▶ **Exercise**: Which lines in the records below contain the word "data"? Report each of them.

^^^^^^^^^^^^^^^^

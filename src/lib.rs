//! This crate provides a dense, fixed-size, two-dimensional table addressed by
//! `(x, y)` coordinates. Every cell holds an optional value, so "no value" is a
//! regular cell state rather than an error. It uses `smallvec` for row storage
//! and `insta` for snapshot testing.

/// Rendering module for column-aligned text output.
///
/// # Example
/// ```
/// use tabler::{render::TableRenderConfig, Table};
///
/// let table = Table::from_fn(3, 2, |x, y| Some(x + y));
/// let text = table.render_with_config(&TableRenderConfig::default());
/// assert!(text.starts_with('\n') && text.ends_with('\n'));
/// ```
pub mod render;

use smallvec::SmallVec;
use thiserror::Error;
use tracing::*;

// Covers typical table widths without spilling to the heap
const DEFAULT_SMALLVEC_SIZE: usize = 32;

#[derive(Error, Debug, PartialEq, Eq)]
pub enum TableError {
    #[error("Cell out of bounds at x={x}, y={y}: table is {width}x{height}")]
    OutOfBounds {
        x: usize,
        y: usize,
        width: usize,
        height: usize,
    },

    #[error("Row out of bounds at y={y}: table height is {height}")]
    RowOutOfBounds { y: usize, height: usize },

    #[error("Column out of bounds at x={x}: table width is {width}")]
    ColumnOutOfBounds { x: usize, width: usize },

    #[error("Invalid arguments, at least one coordinate is required")]
    MissingCoordinate,
}

/// A type alias for SmallVec with an optimized stack-allocated buffer size.
pub type SmallVecLine<T> = SmallVec<[T; DEFAULT_SMALLVEC_SIZE]>;

/// A dense two-dimensional table of optional values.
///
/// Dimensions are fixed at construction. Storage is row-major and fully
/// materialized up front; every accessor assumes direct indexed access.
/// The only mutating operation is [`Table::set`]; every transform returns
/// a new table and leaves the receiver untouched.
///
/// # Example
/// ```
/// use tabler::Table;
///
/// let table = Table::from_fn(3, 3, |x, y| Some(x * y));
/// assert_eq!(table.get(2, 2).unwrap(), Some(&4));
/// assert_eq!(table.get(0, 1).unwrap(), Some(&0));
/// ```
#[derive(Debug, Clone, PartialEq)]
#[cfg_attr(feature = "serde", derive(serde::Serialize))]
pub struct Table<T> {
    width: usize,
    height: usize,
    rows: Vec<SmallVecLine<Option<T>>>,
}

impl<T> Table<T> {
    /// Creates a table with every cell absent.
    ///
    /// # Example
    /// ```
    /// use tabler::Table;
    ///
    /// let table: Table<u8> = Table::new(3, 2);
    /// assert_eq!(table.width(), 3);
    /// assert_eq!(table.height(), 2);
    /// assert_eq!(table.get(0, 0).unwrap(), None);
    /// ```
    pub fn new(width: usize, height: usize) -> Self {
        Self::from_fn(width, height, |_, _| None)
    }

    /// Creates a table with cell `(x, y)` initialized to `generator(x, y)`.
    ///
    /// # Example
    /// ```
    /// use tabler::Table;
    ///
    /// let table = Table::from_fn(3, 3, |x, _| Some(x + 1));
    /// assert_eq!(table.row(0).unwrap(), &[Some(1), Some(2), Some(3)][..]);
    /// ```
    pub fn from_fn<F>(width: usize, height: usize, mut generator: F) -> Self
    where
        F: FnMut(usize, usize) -> Option<T>,
    {
        trace!("Allocating table with width={}, height={}", width, height);
        let rows = (0..height)
            .map(|y| (0..width).map(|x| generator(x, y)).collect())
            .collect();
        Self {
            width,
            height,
            rows,
        }
    }

    /// Creates a table with every cell set to `value`.
    ///
    /// # Example
    /// ```
    /// use tabler::Table;
    ///
    /// let table = Table::filled(2, 2, "-");
    /// assert_eq!(table.get(1, 1).unwrap(), Some(&"-"));
    /// ```
    pub fn filled(width: usize, height: usize, value: T) -> Self
    where
        T: Clone,
    {
        Self::from_fn(width, height, |_, _| Some(value.clone()))
    }

    /// Creates a table from data organized by rows.
    ///
    /// The width is the length of the longest row; cells missing from
    /// shorter rows become absent. Present values are preserved verbatim,
    /// including `Some(0)`, `Some("")`, and `Some(false)`.
    ///
    /// # Example
    /// ```
    /// use tabler::{table, Table};
    ///
    /// let table = Table::from_rows(vec![
    ///     vec![Some(1), Some(2)],
    ///     vec![Some(1), Some(2), Some(3)],
    /// ]);
    /// assert_eq!(table, table![[Some(1), Some(2), None], [Some(1), Some(2), Some(3)]]);
    /// ```
    pub fn from_rows<R>(source: impl IntoIterator<Item = R>) -> Self
    where
        R: IntoIterator<Item = Option<T>>,
    {
        let source: Vec<Vec<Option<T>>> = source
            .into_iter()
            .map(|row| row.into_iter().collect())
            .collect();
        let height = source.len();
        let width = source.iter().map(Vec::len).max().unwrap_or(0);
        let rows = source
            .into_iter()
            .map(|mut row| {
                row.resize_with(width, || None);
                row.into_iter().collect()
            })
            .collect();
        Self {
            width,
            height,
            rows,
        }
    }

    /// Creates a table from data organized by columns.
    ///
    /// The height is the length of the longest column; cells missing from
    /// shorter columns become absent.
    ///
    /// # Example
    /// ```
    /// use tabler::{table, Table};
    ///
    /// let table = Table::from_cols(vec![
    ///     vec![Some(1), Some(2)],
    ///     vec![Some(1), Some(2), Some(3)],
    /// ]);
    /// assert_eq!(table, table![[Some(1), Some(1)], [Some(2), Some(2)], [None, Some(3)]]);
    /// ```
    pub fn from_cols<C>(source: impl IntoIterator<Item = C>) -> Self
    where
        C: IntoIterator<Item = Option<T>>,
    {
        let source: Vec<Vec<Option<T>>> = source
            .into_iter()
            .map(|col| col.into_iter().collect())
            .collect();
        let width = source.len();
        let height = source.iter().map(Vec::len).max().unwrap_or(0);
        let mut col_iters: Vec<_> = source
            .into_iter()
            .map(|mut col| {
                col.resize_with(height, || None);
                col.into_iter()
            })
            .collect();
        let rows = (0..height)
            .map(|_| col_iters.iter_mut().map(|col| col.next().flatten()).collect())
            .collect();
        Self {
            width,
            height,
            rows,
        }
    }

    /// Horizontal size of the table.
    pub fn width(&self) -> usize {
        self.width
    }

    /// Vertical size of the table.
    pub fn height(&self) -> usize {
        self.height
    }

    /// Table data organized by rows: the full backing structure.
    pub fn rows(&self) -> &[SmallVecLine<Option<T>>] {
        &self.rows
    }

    /// Table data organized by columns, one line per `x` in `[0, width)`.
    pub fn cols(&self) -> Vec<SmallVecLine<Option<T>>>
    where
        T: Clone,
    {
        (0..self.width)
            .map(|x| self.rows.iter().map(|row| row[x].clone()).collect())
            .collect()
    }

    /// Returns the value at the given coordinates.
    ///
    /// `Ok(None)` means the cell is present but holds no value; coordinates
    /// outside the table fail instead of clamping.
    ///
    /// # Example
    /// ```
    /// use tabler::{Table, TableError};
    ///
    /// let table = Table::from_fn(3, 3, |x, y| Some(format!("{x}-{y}")));
    /// assert_eq!(table.get(1, 0).unwrap(), Some(&"1-0".to_string()));
    /// assert_eq!(
    ///     table.get(3, 0),
    ///     Err(TableError::OutOfBounds { x: 3, y: 0, width: 3, height: 3 })
    /// );
    /// ```
    pub fn get(&self, x: usize, y: usize) -> Result<Option<&T>, TableError> {
        if x >= self.width || y >= self.height {
            return Err(TableError::OutOfBounds {
                x,
                y,
                width: self.width,
                height: self.height,
            });
        }
        Ok(self.rows[y][x].as_ref())
    }

    /// Returns a borrow of row `y`.
    pub fn row(&self, y: usize) -> Result<&[Option<T>], TableError> {
        self.rows
            .get(y)
            .map(|row| row.as_slice())
            .ok_or(TableError::RowOutOfBounds {
                y,
                height: self.height,
            })
    }

    /// Returns column `x` as a freshly collected line.
    ///
    /// Storage is row-major, so a column is always gathered cell by cell
    /// rather than borrowed.
    ///
    /// # Example
    /// ```
    /// use tabler::Table;
    ///
    /// let table = Table::from_fn(3, 3, |x, _| Some(x + 1));
    /// assert_eq!(table.col(1).unwrap().as_slice(), &[Some(2), Some(2), Some(2)][..]);
    /// ```
    pub fn col(&self, x: usize) -> Result<SmallVecLine<Option<T>>, TableError>
    where
        T: Clone,
    {
        if x >= self.width {
            return Err(TableError::ColumnOutOfBounds {
                x,
                width: self.width,
            });
        }
        Ok(self.rows.iter().map(|row| row[x].clone()).collect())
    }

    /// Sets a value at the given coordinates.
    ///
    /// Passing `None` for one coordinate addresses the whole row or column;
    /// passing `None` for both is an error, not a no-op. Bounds are checked
    /// before anything is written.
    ///
    /// # Example
    /// ```
    /// use tabler::Table;
    ///
    /// let mut table = Table::filled(3, 3, '-');
    /// table.set(1, 1, Some('X')).unwrap();
    /// table.set(None, 2, Some('O')).unwrap();
    /// assert_eq!(table.get(1, 1).unwrap(), Some(&'X'));
    /// assert_eq!(table.row(2).unwrap(), &[Some('O'), Some('O'), Some('O')][..]);
    /// ```
    pub fn set<X, Y>(&mut self, x: X, y: Y, value: Option<T>) -> Result<&mut Self, TableError>
    where
        T: Clone,
        X: Into<Option<usize>>,
        Y: Into<Option<usize>>,
    {
        match (x.into(), y.into()) {
            (Some(x), Some(y)) => {
                if x >= self.width || y >= self.height {
                    return Err(TableError::OutOfBounds {
                        x,
                        y,
                        width: self.width,
                        height: self.height,
                    });
                }
                self.rows[y][x] = value;
            }
            (None, Some(y)) => {
                if y >= self.height {
                    return Err(TableError::RowOutOfBounds {
                        y,
                        height: self.height,
                    });
                }
                trace!("Filling row y={}", y);
                for x in 0..self.width {
                    self.rows[y][x] = value.clone();
                }
            }
            (Some(x), None) => {
                if x >= self.width {
                    return Err(TableError::ColumnOutOfBounds {
                        x,
                        width: self.width,
                    });
                }
                trace!("Filling column x={}", x);
                for y in 0..self.height {
                    self.rows[y][x] = value.clone();
                }
            }
            (None, None) => {
                error!("set called without coordinates");
                return Err(TableError::MissingCoordinate);
            }
        }
        Ok(self)
    }

    /// Creates a new table by applying `f` to every cell.
    ///
    /// The callback receives the cell value, its coordinates, and the source
    /// table, so it can consult neighboring cells while computing the new
    /// value. It is called exactly once per cell.
    ///
    /// # Example
    /// ```
    /// use tabler::{table, Table};
    ///
    /// let table = Table::from_fn(3, 1, |x, _| Some(x + 1));
    /// let squared = table.map(|value, _, _, _| value.map(|n| n * n));
    /// assert_eq!(squared, table![[Some(1), Some(4), Some(9)]]);
    /// ```
    pub fn map<U, F>(&self, mut f: F) -> Table<U>
    where
        F: FnMut(Option<&T>, usize, usize, &Table<T>) -> Option<U>,
    {
        Table::from_fn(self.width, self.height, |x, y| {
            f(self.rows[y][x].as_ref(), x, y, self)
        })
    }

    /// Folds over all cells in row-major order, starting from `initial`.
    ///
    /// Each of the `width * height` cells is visited exactly once, `y`
    /// ascending outer and `x` ascending inner. The order is part of the
    /// contract: non-commutative accumulators rely on it.
    ///
    /// # Example
    /// ```
    /// use tabler::Table;
    ///
    /// let table = Table::filled(10, 20, 0.5);
    /// let sum = table.reduce(|acc, value, _, _, _| acc + value.copied().unwrap_or(0.0), 1.0);
    /// assert_eq!(sum, 101.0);
    /// ```
    pub fn reduce<U, F>(&self, mut f: F, initial: U) -> U
    where
        F: FnMut(U, Option<&T>, usize, usize, &Table<T>) -> U,
    {
        let mut acc = initial;
        for y in 0..self.height {
            for x in 0..self.width {
                acc = f(acc, self.rows[y][x].as_ref(), x, y, self);
            }
        }
        acc
    }

    /// Calls `f` for every cell in row-major order.
    ///
    /// Callers needing shared state across invocations close over it.
    pub fn for_each<F>(&self, mut f: F)
    where
        F: FnMut(Option<&T>, usize, usize, &Table<T>),
    {
        for y in 0..self.height {
            for x in 0..self.width {
                f(self.rows[y][x].as_ref(), x, y, self);
            }
        }
    }

    /// Returns a new table rotated clockwise.
    ///
    /// The result is `height x width`; cell `(x, y)` of the result is cell
    /// `(y, height - 1 - x)` of the receiver.
    ///
    /// # Example
    /// ```
    /// use tabler::{table, Table};
    ///
    /// let table = table![[Some(1), Some(2)], [Some(10), Some(20)], [Some(100), Some(200)]];
    /// assert_eq!(
    ///     table.clockwise(),
    ///     table![[Some(100), Some(10), Some(1)], [Some(200), Some(20), Some(2)]]
    /// );
    /// ```
    pub fn clockwise(&self) -> Table<T>
    where
        T: Clone,
    {
        Table::from_fn(self.height, self.width, |x, y| {
            self.rows[self.height - 1 - x][y].clone()
        })
    }

    /// Returns a new table rotated counterclockwise.
    ///
    /// The result is `height x width`; cell `(x, y)` of the result is cell
    /// `(width - 1 - y, x)` of the receiver.
    pub fn counterclockwise(&self) -> Table<T>
    where
        T: Clone,
    {
        Table::from_fn(self.height, self.width, |x, y| {
            self.rows[x][self.width - 1 - y].clone()
        })
    }

    /// Returns a new table flipped horizontally.
    pub fn flip_horizontal(&self) -> Table<T>
    where
        T: Clone,
    {
        Table::from_fn(self.width, self.height, |x, y| {
            self.rows[y][self.width - 1 - x].clone()
        })
    }

    /// Returns a new table flipped vertically.
    pub fn flip_vertical(&self) -> Table<T>
    where
        T: Clone,
    {
        Table::from_fn(self.width, self.height, |x, y| {
            self.rows[self.height - 1 - y][x].clone()
        })
    }
}

impl<T> From<Vec<Vec<Option<T>>>> for Table<T> {
    fn from(rows: Vec<Vec<Option<T>>>) -> Self {
        Table::from_rows(rows)
    }
}

/// Creates a [`Table`] from rows of `Option` expressions.
///
/// Each bracketed list is one row; the macro delegates to
/// [`Table::from_rows`], so ragged rows are padded with absent cells.
///
/// # Examples
///
/// ```
/// use tabler::table;
///
/// let table = table![
///     [Some(1), Some(2), Some(3)],
///     [Some(4), None, Some(6)],
/// ];
/// assert_eq!(table.width(), 3);
/// assert_eq!(table.height(), 2);
/// assert_eq!(table.get(1, 1).unwrap(), None);
/// ```
#[macro_export]
macro_rules! table {
    ($([$($cell:expr),* $(,)?]),* $(,)?) => {
        $crate::Table::from_rows(vec![$(vec![$($cell),*]),*])
    };
}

^^^^^^^^^^^^^^^^

▶ **Exercise output**:
    /// Creates a table from data organized by rows.
    /// Creates a table from data organized by columns.
    /// Table data organized by rows: the full backing structure.
    /// Table data organized by columns, one line per `x` in `[0, width)`.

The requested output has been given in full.